This exercise asks for every record to be output again exactly.

Dataset entries:
+===+

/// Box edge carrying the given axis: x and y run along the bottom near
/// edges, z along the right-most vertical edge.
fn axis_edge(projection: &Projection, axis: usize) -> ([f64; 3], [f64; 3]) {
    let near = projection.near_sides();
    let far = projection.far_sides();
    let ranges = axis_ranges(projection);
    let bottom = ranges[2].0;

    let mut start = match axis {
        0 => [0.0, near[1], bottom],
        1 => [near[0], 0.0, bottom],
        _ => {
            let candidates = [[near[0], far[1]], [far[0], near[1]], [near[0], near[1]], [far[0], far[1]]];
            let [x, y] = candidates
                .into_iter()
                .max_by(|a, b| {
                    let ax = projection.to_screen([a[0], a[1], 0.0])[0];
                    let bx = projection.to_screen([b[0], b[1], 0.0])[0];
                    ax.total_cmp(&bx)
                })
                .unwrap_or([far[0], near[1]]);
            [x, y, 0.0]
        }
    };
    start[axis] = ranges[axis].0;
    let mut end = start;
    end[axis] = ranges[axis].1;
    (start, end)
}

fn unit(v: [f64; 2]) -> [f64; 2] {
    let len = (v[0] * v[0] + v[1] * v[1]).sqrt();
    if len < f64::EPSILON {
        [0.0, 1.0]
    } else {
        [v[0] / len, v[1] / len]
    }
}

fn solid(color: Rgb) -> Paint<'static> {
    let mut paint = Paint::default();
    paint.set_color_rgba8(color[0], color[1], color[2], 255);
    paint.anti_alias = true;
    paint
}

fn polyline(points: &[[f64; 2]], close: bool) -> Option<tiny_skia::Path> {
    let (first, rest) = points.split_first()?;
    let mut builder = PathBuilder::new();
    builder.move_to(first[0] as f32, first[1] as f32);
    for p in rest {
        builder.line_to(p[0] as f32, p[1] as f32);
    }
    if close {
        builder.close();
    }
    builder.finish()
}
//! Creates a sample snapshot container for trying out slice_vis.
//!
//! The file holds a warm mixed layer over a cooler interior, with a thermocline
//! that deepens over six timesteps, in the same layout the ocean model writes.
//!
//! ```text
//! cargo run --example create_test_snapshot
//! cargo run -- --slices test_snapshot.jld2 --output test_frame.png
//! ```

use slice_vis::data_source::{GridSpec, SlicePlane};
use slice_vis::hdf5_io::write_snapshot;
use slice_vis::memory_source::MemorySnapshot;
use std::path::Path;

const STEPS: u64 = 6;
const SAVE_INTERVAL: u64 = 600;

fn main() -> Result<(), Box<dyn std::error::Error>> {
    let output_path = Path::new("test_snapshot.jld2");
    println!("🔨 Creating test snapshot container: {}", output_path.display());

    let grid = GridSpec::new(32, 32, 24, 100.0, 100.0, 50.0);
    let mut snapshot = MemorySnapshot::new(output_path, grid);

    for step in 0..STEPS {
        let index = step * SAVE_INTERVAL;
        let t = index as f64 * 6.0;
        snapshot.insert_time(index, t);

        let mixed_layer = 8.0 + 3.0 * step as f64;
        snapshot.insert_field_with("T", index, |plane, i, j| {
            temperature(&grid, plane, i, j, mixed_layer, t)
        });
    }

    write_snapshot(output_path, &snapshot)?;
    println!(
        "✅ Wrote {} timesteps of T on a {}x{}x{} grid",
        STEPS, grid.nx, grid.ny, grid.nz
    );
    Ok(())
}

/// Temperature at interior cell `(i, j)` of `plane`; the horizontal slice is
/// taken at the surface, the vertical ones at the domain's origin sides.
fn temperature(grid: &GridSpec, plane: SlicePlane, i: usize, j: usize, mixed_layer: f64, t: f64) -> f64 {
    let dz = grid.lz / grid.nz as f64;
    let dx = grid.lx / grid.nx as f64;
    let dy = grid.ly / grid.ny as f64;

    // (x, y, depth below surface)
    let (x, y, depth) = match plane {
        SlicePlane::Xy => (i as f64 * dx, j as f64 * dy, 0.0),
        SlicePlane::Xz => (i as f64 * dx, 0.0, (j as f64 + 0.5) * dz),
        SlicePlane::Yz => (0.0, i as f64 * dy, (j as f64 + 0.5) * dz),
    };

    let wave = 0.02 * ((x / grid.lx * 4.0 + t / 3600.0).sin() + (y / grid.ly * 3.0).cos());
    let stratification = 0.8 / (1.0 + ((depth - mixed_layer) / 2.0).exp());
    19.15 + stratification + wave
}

+===+

> [THE ANSWER]:
/// Box edge carrying the given axis: x and y run along the bottom near
/// edges, z along the right-most vertical edge.
fn axis_edge(projection: &Projection, axis: usize) -> ([f64; 3], [f64; 3]) {
    let near = projection.near_sides();
    let far = projection.far_sides();
    let ranges = axis_ranges(projection);
    let bottom = ranges[2].0;

    let mut start = match axis {
        0 => [0.0, near[1], bottom],
        1 => [near[0], 0.0, bottom],
        _ => {
            let candidates = [[near[0], far[1]], [far[0], near[1]], [near[0], near[1]], [far[0], far[1]]];
            let [x, y] = candidates
                .into_iter()
                .max_by(|a, b| {
                    let ax = projection.to_screen([a[0], a[1], 0.0])[0];
                    let bx = projection.to_screen([b[0], b[1], 0.0])[0];
                    ax.total_cmp(&bx)
                })
                .unwrap_or([far[0], near[1]]);
            [x, y, 0.0]
        }
    };
    start[axis] = ranges[axis].0;
    let mut end = start;
    end[axis] = ranges[axis].1;
    (start, end)
}

fn unit(v: [f64; 2]) -> [f64; 2] {
    let len = (v[0] * v[0] + v[1] * v[1]).sqrt();
    if len < f64::EPSILON {
        [0.0, 1.0]
    } else {
        [v[0] / len, v[1] / len]
    }
}

fn solid(color: Rgb) -> Paint<'static> {
    let mut paint = Paint::default();
    paint.set_color_rgba8(color[0], color[1], color[2], 255);
    paint.anti_alias = true;
    paint
}

fn polyline(points: &[[f64; 2]], close: bool) -> Option<tiny_skia::Path> {
    let (first, rest) = points.split_first()?;
    let mut builder = PathBuilder::new();
    builder.move_to(first[0] as f32, first[1] as f32);
    for p in rest {
        builder.line_to(p[0] as f32, p[1] as f32);
    }
    if close {
        builder.close();
    }
    builder.finish()
}
//! Creates a sample snapshot container for trying out slice_vis.
//!
//! The file holds a warm mixed layer over a cooler interior, with a thermocline
//! that deepens over six timesteps, in the same layout the ocean model writes.
//!
//! ```text
//! cargo run --example create_test_snapshot
//! cargo run -- --slices test_snapshot.jld2 --output test_frame.png
//! ```

use slice_vis::data_source::{GridSpec, SlicePlane};
use slice_vis::hdf5_io::write_snapshot;
use slice_vis::memory_source::MemorySnapshot;
use std::path::Path;

const STEPS: u64 = 6;
const SAVE_INTERVAL: u64 = 600;

fn main() -> Result<(), Box<dyn std::error::Error>> {
    let output_path = Path::new("test_snapshot.jld2");
    println!("🔨 Creating test snapshot container: {}", output_path.display());

    let grid = GridSpec::new(32, 32, 24, 100.0, 100.0, 50.0);
    let mut snapshot = MemorySnapshot::new(output_path, grid);

    for step in 0..STEPS {
        let index = step * SAVE_INTERVAL;
        let t = index as f64 * 6.0;
        snapshot.insert_time(index, t);

        let mixed_layer = 8.0 + 3.0 * step as f64;
        snapshot.insert_field_with("T", index, |plane, i, j| {
            temperature(&grid, plane, i, j, mixed_layer, t)
        });
    }

    write_snapshot(output_path, &snapshot)?;
    println!(
        "✅ Wrote {} timesteps of T on a {}x{}x{} grid",
        STEPS, grid.nx, grid.ny, grid.nz
    );
    Ok(())
}

/// Temperature at interior cell `(i, j)` of `plane`; the horizontal slice is
/// taken at the surface, the vertical ones at the domain's origin sides.
fn temperature(grid: &GridSpec, plane: SlicePlane, i: usize, j: usize, mixed_layer: f64, t: f64) -> f64 {
    let dz = grid.lz / grid.nz as f64;
    let dx = grid.lx / grid.nx as f64;
    let dy = grid.ly / grid.ny as f64;

    // (x, y, depth below surface)
    let (x, y, depth) = match plane {
        SlicePlane::Xy => (i as f64 * dx, j as f64 * dy, 0.0),
        SlicePlane::Xz => (i as f64 * dx, 0.0, (j as f64 + 0.5) * dz),
        SlicePlane::Yz => (0.0, i as f64 * dy, (j as f64 + 0.5) * dz),
    };

    let wave = 0.02 * ((x / grid.lx * 4.0 + t / 3600.0).sin() + (y / grid.ly * 3.0).cos());
    let stratification = 0.8 / (1.0 + ((depth - mixed_layer) / 2.0).exp());
    19.15 + stratification + wave
}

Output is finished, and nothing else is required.